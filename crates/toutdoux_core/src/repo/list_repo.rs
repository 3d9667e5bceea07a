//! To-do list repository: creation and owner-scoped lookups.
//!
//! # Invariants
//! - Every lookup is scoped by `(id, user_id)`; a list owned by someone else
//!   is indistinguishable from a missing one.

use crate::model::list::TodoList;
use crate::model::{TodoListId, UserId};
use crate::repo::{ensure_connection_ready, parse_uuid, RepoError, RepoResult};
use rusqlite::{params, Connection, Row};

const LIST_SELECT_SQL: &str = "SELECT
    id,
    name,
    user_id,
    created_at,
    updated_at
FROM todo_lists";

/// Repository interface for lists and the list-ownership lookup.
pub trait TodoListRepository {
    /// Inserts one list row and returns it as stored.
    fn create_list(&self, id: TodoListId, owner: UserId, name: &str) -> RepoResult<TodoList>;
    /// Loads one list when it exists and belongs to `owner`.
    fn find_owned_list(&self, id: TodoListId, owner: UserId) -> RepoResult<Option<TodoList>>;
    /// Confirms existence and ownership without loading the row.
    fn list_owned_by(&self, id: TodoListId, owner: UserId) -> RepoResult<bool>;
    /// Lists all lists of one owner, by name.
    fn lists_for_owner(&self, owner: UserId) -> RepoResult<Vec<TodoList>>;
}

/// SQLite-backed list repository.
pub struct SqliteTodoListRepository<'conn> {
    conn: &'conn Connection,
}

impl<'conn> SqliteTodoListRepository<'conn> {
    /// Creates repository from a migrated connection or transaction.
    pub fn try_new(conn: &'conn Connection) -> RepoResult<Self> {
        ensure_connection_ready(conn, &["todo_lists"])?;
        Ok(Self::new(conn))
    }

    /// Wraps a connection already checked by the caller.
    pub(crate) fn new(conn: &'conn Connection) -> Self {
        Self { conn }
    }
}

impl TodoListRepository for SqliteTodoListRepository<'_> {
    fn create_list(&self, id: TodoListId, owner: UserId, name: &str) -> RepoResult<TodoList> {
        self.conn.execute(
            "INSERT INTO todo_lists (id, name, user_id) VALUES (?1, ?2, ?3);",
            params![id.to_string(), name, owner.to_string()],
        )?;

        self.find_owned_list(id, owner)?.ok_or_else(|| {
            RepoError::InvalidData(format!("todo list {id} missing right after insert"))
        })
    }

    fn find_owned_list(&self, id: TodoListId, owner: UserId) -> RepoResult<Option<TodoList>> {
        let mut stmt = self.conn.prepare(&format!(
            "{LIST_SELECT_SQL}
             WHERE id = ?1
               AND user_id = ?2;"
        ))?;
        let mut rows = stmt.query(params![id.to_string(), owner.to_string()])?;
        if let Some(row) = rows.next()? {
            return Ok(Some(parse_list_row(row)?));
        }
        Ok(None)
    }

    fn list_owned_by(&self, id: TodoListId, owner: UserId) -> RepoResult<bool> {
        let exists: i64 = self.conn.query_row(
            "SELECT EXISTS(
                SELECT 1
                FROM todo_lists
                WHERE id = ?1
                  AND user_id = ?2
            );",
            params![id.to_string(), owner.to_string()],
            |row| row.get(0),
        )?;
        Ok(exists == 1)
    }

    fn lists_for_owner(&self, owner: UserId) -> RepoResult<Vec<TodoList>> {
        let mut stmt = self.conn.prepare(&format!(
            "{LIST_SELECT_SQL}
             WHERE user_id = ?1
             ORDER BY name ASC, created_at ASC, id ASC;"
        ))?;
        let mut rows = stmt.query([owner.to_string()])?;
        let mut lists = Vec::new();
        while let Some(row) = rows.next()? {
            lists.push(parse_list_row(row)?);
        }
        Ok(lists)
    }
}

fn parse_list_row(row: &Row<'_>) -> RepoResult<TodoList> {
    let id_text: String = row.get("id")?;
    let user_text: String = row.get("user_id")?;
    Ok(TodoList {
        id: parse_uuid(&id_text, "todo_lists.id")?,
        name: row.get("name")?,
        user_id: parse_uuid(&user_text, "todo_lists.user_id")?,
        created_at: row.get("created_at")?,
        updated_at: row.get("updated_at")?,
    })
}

**EXERCISE**
Check the records above and copy each line that has the string "missing".

**RESPONSE TO THIS TASK**
//!   is indistinguishable from a missing one.
            RepoError::InvalidData(format!("todo list {id} missing right after insert"))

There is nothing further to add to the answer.